** DATA EXTRACT follows **

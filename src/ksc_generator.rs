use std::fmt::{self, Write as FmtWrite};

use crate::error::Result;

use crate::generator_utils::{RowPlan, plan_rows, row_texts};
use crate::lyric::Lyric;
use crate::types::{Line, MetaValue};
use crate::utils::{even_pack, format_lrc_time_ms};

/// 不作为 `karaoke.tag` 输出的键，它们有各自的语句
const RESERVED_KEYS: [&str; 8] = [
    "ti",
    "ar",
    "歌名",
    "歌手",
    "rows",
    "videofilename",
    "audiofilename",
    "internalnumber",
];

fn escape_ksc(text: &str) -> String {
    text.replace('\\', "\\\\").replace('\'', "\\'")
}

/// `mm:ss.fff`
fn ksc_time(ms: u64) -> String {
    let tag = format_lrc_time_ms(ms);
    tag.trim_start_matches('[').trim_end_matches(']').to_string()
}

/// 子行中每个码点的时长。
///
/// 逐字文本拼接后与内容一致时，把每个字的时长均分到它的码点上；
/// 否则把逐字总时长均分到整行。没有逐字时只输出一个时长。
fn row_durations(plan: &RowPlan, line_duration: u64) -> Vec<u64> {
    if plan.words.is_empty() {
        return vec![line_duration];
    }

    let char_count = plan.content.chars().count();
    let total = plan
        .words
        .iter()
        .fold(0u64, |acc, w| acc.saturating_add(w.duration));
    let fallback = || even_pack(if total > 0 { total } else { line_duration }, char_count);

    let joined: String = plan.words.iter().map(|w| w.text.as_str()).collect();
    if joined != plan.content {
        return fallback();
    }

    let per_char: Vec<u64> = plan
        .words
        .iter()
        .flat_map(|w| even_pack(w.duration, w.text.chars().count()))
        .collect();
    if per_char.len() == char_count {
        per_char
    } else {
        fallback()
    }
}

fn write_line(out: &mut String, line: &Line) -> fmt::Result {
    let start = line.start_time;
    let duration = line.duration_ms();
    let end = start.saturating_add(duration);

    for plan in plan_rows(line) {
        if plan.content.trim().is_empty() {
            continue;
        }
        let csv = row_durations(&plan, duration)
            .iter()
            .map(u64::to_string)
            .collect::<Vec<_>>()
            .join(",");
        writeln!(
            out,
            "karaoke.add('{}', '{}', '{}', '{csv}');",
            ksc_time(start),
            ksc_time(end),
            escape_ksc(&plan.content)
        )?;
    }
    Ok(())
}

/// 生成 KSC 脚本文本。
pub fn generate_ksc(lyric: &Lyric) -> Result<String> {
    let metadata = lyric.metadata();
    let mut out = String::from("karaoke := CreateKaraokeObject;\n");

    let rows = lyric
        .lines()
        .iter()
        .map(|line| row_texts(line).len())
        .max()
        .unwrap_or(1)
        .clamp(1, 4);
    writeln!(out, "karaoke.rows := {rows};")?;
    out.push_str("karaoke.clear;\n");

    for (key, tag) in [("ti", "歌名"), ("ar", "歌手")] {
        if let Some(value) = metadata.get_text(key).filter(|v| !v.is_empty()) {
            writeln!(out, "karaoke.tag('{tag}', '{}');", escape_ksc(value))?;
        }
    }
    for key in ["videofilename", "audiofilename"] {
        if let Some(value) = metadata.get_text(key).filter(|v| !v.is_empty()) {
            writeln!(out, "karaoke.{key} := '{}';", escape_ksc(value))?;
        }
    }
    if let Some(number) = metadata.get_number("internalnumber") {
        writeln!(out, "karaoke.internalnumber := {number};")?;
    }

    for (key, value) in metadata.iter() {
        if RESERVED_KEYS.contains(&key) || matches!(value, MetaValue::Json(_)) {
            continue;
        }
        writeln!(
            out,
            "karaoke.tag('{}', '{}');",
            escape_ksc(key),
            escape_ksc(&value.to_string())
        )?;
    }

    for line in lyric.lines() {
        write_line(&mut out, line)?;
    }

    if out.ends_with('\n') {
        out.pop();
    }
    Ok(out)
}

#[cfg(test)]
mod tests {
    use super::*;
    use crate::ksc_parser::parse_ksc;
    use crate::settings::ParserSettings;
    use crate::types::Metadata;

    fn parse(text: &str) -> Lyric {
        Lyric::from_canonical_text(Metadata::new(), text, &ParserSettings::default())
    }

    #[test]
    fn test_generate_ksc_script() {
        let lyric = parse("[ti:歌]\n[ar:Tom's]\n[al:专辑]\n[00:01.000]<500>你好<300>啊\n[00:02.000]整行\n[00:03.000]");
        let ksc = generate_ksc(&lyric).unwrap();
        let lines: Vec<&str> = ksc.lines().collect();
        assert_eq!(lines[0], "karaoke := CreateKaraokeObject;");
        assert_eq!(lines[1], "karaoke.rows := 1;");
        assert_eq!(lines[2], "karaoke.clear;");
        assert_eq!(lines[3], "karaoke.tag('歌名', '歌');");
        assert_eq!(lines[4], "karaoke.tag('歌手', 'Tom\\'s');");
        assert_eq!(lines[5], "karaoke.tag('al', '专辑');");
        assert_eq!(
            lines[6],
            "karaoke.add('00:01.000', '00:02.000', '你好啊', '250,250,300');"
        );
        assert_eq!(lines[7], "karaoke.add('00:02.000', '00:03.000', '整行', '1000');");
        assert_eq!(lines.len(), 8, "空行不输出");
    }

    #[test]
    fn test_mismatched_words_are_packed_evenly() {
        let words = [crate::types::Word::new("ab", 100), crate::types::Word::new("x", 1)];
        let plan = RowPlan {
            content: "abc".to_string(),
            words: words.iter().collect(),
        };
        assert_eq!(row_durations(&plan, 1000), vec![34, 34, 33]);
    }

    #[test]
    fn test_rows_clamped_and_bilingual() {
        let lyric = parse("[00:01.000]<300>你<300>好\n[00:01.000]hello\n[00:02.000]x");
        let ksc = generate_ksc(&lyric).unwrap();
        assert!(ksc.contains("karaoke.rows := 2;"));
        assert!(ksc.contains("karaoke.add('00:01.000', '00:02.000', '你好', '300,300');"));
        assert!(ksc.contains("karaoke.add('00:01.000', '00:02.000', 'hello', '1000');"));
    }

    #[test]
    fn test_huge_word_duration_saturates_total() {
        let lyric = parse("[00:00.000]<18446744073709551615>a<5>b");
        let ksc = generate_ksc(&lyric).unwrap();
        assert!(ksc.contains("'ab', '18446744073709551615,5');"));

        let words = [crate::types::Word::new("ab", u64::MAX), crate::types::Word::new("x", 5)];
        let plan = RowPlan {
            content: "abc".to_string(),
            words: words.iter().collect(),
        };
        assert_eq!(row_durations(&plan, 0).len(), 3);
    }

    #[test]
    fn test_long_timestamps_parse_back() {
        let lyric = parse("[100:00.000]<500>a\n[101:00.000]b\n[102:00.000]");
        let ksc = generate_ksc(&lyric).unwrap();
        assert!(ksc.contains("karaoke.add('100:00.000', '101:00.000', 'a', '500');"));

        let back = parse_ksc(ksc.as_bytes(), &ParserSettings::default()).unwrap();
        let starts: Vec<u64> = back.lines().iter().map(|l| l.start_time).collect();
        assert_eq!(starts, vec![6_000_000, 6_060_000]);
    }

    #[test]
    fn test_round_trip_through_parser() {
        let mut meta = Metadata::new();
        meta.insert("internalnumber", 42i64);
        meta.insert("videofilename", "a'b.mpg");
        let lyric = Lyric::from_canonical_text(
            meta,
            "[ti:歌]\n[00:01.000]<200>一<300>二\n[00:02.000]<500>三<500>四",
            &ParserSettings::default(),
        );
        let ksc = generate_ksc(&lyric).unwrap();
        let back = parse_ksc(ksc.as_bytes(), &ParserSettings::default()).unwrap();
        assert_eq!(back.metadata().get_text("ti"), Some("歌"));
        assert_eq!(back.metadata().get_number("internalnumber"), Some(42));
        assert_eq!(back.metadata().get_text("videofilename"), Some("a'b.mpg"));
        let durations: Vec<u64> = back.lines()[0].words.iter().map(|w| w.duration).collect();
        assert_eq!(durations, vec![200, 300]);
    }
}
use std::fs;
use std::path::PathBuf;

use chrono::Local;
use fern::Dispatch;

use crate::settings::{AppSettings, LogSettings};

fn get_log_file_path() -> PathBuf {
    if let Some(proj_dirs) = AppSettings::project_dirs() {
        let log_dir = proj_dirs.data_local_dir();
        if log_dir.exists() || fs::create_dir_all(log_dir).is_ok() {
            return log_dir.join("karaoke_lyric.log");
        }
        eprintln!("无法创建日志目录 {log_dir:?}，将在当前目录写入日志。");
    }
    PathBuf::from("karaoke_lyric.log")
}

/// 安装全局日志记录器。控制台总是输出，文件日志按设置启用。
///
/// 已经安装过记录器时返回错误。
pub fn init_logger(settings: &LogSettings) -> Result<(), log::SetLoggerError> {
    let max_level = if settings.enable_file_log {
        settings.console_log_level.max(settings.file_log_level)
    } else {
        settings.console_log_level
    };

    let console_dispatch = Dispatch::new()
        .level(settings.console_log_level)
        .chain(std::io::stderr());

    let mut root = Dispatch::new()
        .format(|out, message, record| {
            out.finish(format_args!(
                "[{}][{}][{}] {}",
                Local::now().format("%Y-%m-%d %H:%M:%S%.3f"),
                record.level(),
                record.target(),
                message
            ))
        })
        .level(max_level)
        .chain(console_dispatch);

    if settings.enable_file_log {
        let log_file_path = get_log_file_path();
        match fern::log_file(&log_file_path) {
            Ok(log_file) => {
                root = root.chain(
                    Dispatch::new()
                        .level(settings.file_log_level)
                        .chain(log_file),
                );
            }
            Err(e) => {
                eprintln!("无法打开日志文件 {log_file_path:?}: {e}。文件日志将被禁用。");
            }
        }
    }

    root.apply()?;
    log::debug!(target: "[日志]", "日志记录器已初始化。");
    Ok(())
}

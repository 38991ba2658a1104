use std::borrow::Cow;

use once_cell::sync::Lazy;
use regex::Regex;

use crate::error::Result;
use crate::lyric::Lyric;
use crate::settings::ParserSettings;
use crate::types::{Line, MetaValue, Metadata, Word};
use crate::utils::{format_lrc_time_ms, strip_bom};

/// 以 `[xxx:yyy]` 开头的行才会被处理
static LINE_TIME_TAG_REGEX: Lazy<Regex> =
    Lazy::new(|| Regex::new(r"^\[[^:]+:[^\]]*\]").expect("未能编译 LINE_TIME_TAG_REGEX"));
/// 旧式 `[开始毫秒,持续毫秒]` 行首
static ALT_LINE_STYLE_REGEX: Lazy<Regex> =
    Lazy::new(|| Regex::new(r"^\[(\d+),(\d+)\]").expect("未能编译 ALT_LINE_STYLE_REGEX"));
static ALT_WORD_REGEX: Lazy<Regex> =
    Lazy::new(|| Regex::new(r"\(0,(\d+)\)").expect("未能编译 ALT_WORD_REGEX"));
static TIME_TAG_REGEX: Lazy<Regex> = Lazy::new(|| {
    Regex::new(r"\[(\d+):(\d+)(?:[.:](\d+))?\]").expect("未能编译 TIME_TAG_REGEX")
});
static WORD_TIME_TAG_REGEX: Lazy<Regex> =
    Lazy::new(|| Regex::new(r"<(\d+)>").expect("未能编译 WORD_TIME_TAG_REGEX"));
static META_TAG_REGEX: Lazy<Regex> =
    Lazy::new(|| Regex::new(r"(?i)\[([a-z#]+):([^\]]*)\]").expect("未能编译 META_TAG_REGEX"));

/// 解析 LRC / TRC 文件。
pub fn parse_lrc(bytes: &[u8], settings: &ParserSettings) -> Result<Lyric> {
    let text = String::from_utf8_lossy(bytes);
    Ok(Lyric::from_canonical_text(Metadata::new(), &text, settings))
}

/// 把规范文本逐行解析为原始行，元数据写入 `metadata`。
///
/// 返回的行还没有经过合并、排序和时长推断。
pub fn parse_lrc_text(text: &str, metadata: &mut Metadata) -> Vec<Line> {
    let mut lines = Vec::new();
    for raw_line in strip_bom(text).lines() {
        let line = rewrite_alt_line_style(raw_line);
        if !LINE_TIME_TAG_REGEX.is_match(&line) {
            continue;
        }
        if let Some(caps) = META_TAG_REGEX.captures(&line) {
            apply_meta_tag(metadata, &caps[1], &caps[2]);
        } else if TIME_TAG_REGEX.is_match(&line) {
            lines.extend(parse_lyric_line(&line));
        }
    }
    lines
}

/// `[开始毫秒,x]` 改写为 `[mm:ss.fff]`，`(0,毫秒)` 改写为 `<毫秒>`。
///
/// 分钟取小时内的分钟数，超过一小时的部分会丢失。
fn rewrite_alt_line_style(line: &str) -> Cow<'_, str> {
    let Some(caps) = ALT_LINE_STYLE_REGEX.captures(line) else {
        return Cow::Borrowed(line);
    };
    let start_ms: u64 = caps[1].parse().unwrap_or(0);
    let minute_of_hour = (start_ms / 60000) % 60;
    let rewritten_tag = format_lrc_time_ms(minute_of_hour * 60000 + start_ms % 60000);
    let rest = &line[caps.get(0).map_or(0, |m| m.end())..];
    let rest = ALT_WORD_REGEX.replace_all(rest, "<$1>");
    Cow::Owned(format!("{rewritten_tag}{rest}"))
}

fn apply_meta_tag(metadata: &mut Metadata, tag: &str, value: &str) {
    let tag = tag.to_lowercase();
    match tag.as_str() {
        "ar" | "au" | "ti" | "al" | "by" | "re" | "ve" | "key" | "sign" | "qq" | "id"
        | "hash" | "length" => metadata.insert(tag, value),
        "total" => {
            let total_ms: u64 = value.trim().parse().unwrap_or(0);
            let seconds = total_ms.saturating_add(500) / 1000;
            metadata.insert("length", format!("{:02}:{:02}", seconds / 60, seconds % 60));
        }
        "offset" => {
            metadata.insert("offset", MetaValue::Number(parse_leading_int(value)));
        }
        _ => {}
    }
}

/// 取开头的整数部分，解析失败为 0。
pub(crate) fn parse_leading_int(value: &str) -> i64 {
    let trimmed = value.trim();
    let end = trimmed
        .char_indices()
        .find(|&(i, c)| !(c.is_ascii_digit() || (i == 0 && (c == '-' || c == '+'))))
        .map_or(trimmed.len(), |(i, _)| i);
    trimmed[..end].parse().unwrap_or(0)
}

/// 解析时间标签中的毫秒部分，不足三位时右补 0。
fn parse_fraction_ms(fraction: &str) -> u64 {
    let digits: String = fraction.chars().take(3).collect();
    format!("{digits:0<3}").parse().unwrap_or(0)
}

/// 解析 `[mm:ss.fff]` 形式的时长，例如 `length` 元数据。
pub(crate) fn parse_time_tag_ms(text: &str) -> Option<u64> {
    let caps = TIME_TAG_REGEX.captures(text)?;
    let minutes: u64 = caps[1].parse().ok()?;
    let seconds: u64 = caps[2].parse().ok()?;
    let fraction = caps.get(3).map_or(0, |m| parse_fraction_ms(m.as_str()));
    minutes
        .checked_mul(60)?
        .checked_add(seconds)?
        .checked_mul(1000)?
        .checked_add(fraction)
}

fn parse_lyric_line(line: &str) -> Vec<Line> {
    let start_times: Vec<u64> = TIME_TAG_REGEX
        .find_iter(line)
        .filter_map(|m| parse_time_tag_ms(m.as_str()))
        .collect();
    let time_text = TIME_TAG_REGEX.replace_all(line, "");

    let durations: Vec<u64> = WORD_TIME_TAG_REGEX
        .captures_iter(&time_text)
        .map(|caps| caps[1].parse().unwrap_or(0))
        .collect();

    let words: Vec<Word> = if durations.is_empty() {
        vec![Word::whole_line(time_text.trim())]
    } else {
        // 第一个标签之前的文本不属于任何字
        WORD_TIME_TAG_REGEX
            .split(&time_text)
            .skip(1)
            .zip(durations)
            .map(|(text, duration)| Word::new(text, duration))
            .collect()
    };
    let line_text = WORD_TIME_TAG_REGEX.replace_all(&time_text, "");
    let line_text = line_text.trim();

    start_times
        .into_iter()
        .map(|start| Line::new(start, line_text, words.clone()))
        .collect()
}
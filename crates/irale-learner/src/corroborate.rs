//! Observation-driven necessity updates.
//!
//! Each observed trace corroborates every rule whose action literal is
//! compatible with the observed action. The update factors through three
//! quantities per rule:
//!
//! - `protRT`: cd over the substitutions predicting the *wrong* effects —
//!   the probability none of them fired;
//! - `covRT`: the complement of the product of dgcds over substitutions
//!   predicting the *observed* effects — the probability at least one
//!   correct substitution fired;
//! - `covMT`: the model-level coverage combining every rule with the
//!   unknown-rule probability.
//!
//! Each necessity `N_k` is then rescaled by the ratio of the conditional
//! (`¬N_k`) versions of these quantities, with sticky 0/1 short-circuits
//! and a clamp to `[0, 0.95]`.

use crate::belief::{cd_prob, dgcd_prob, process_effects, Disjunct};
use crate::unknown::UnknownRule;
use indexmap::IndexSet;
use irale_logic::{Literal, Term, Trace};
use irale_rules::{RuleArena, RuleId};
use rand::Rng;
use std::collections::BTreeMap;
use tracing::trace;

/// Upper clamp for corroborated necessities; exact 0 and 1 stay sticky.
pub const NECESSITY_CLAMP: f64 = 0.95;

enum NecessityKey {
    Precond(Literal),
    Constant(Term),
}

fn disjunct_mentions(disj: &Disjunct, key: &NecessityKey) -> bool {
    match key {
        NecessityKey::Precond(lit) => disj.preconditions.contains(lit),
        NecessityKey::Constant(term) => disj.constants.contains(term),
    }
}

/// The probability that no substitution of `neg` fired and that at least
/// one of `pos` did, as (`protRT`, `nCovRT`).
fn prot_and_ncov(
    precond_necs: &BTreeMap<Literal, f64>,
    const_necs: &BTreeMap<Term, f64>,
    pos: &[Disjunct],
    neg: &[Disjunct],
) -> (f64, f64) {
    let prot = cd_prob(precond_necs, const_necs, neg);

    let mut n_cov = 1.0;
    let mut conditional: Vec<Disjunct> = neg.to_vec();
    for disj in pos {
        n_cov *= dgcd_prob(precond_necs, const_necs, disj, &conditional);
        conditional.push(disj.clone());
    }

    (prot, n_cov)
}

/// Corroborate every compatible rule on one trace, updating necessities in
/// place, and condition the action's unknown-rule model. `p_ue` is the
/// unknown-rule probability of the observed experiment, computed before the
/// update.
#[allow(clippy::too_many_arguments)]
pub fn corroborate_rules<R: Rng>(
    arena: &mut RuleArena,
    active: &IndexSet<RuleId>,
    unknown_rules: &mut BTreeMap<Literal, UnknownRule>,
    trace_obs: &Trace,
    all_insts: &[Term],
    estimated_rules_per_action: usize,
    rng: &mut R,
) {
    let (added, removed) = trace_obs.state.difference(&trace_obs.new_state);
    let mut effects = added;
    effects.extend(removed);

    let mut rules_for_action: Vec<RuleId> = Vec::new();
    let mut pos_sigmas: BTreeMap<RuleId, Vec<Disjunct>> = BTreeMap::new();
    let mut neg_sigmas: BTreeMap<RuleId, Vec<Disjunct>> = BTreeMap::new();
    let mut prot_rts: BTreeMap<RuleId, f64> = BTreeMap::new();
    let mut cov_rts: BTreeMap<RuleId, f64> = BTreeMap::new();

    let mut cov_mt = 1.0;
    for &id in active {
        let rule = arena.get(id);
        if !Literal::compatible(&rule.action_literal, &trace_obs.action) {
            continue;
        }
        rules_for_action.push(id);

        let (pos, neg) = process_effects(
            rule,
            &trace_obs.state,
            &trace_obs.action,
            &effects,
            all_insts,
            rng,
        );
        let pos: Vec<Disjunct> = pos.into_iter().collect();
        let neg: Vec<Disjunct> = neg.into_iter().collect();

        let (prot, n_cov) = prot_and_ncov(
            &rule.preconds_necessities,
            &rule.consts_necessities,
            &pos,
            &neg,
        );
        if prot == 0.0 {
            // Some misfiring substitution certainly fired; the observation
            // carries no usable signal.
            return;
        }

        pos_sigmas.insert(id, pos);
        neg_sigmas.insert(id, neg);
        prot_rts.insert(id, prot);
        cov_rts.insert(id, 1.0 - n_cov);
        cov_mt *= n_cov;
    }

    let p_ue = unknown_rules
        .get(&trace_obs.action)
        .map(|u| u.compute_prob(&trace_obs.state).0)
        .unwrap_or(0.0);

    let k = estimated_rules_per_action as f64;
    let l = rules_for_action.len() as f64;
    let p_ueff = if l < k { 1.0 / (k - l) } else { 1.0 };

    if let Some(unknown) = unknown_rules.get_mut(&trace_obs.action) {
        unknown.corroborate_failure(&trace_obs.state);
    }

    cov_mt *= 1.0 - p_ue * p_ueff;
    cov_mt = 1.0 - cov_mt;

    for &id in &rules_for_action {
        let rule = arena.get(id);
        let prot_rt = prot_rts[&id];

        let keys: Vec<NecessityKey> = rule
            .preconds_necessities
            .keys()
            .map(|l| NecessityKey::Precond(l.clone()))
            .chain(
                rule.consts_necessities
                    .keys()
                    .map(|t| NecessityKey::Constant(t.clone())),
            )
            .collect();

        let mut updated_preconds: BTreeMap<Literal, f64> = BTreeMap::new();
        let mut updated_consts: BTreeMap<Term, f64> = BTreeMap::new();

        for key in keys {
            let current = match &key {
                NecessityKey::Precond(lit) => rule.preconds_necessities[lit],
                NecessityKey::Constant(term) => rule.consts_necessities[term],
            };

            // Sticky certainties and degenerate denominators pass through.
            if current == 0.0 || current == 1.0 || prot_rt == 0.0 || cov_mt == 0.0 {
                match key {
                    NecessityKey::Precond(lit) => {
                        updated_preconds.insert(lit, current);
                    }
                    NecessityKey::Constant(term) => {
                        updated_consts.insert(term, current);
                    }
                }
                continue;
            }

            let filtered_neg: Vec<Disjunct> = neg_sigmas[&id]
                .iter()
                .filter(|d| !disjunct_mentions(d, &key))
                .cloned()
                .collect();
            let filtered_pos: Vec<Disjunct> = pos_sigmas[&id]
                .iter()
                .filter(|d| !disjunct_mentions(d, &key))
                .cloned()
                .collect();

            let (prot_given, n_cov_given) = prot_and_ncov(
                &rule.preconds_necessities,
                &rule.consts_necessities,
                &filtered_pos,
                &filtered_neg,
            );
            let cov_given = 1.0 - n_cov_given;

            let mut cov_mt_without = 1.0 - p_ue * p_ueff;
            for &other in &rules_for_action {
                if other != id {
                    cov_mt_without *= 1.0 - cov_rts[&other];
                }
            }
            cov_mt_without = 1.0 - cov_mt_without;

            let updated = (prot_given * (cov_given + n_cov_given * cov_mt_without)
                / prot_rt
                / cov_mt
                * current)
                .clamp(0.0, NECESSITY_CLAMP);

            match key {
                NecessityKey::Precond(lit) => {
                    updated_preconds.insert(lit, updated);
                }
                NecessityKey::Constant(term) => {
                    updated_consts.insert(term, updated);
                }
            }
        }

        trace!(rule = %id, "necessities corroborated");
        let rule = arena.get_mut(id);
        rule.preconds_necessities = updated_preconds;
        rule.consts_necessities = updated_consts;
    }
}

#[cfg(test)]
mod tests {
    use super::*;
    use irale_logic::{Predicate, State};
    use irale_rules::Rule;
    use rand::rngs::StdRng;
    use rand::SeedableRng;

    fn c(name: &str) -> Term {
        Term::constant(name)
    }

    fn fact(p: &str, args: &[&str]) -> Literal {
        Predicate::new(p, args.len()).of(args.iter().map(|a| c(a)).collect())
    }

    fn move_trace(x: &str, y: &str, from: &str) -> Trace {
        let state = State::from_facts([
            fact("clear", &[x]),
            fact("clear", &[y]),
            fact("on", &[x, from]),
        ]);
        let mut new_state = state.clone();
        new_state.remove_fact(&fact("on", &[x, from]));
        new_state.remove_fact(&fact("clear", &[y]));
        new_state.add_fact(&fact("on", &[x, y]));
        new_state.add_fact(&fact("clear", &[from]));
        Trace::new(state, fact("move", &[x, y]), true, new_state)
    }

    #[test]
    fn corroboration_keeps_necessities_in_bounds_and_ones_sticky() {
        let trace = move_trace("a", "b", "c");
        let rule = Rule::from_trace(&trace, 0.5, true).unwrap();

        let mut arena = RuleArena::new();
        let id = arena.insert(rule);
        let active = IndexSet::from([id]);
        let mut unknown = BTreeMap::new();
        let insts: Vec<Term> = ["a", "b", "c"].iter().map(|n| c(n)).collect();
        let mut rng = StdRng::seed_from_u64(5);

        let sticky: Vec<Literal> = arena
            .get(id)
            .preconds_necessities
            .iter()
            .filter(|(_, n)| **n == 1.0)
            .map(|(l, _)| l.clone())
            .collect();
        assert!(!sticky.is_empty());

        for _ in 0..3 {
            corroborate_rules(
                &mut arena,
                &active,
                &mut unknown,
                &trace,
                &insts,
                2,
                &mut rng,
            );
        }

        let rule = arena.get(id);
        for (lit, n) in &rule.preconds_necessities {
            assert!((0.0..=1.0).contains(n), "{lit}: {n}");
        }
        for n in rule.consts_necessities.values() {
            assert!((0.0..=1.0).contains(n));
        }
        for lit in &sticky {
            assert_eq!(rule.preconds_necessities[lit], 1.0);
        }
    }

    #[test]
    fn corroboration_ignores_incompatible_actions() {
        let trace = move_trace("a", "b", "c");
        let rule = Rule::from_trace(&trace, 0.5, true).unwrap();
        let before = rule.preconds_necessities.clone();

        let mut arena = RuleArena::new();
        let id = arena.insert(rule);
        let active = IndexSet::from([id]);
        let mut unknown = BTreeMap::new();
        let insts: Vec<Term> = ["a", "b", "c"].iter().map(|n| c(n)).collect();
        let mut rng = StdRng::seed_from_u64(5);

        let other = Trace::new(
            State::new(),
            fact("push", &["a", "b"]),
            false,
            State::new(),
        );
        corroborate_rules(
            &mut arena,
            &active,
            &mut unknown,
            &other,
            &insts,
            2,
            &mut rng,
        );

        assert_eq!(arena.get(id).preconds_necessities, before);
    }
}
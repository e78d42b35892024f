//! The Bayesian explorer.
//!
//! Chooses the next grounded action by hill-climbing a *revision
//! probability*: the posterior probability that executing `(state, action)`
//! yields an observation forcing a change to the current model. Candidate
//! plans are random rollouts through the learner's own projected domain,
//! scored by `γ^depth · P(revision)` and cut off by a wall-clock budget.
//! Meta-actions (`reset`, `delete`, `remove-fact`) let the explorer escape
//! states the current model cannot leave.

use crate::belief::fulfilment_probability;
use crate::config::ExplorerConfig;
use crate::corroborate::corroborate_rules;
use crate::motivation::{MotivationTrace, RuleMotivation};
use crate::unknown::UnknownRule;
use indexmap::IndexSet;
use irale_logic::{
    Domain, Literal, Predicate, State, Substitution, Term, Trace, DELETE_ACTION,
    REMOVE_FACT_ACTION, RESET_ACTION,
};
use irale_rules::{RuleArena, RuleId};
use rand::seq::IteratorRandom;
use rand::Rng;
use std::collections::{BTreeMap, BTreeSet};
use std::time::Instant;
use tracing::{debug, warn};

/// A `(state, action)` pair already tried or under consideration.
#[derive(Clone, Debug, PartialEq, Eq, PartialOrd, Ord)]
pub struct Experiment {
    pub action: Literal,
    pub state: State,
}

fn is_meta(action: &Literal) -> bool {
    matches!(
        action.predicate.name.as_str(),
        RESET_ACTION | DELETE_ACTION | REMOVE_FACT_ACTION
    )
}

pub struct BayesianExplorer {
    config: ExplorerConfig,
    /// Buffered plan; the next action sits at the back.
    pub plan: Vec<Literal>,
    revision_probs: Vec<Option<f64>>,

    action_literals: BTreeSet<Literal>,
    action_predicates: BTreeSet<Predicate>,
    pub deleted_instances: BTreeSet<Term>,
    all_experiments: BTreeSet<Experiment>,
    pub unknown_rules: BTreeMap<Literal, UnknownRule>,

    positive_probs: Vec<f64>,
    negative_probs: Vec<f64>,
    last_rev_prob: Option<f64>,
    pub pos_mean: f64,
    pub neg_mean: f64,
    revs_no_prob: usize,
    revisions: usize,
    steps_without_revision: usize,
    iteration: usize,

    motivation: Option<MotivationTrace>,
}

** End of DATA EXTRACT **

YOUR GOAL => Among the entries above, how many lines hold the string "target"? Answer with the bare number.

ANSWER SECTION => 2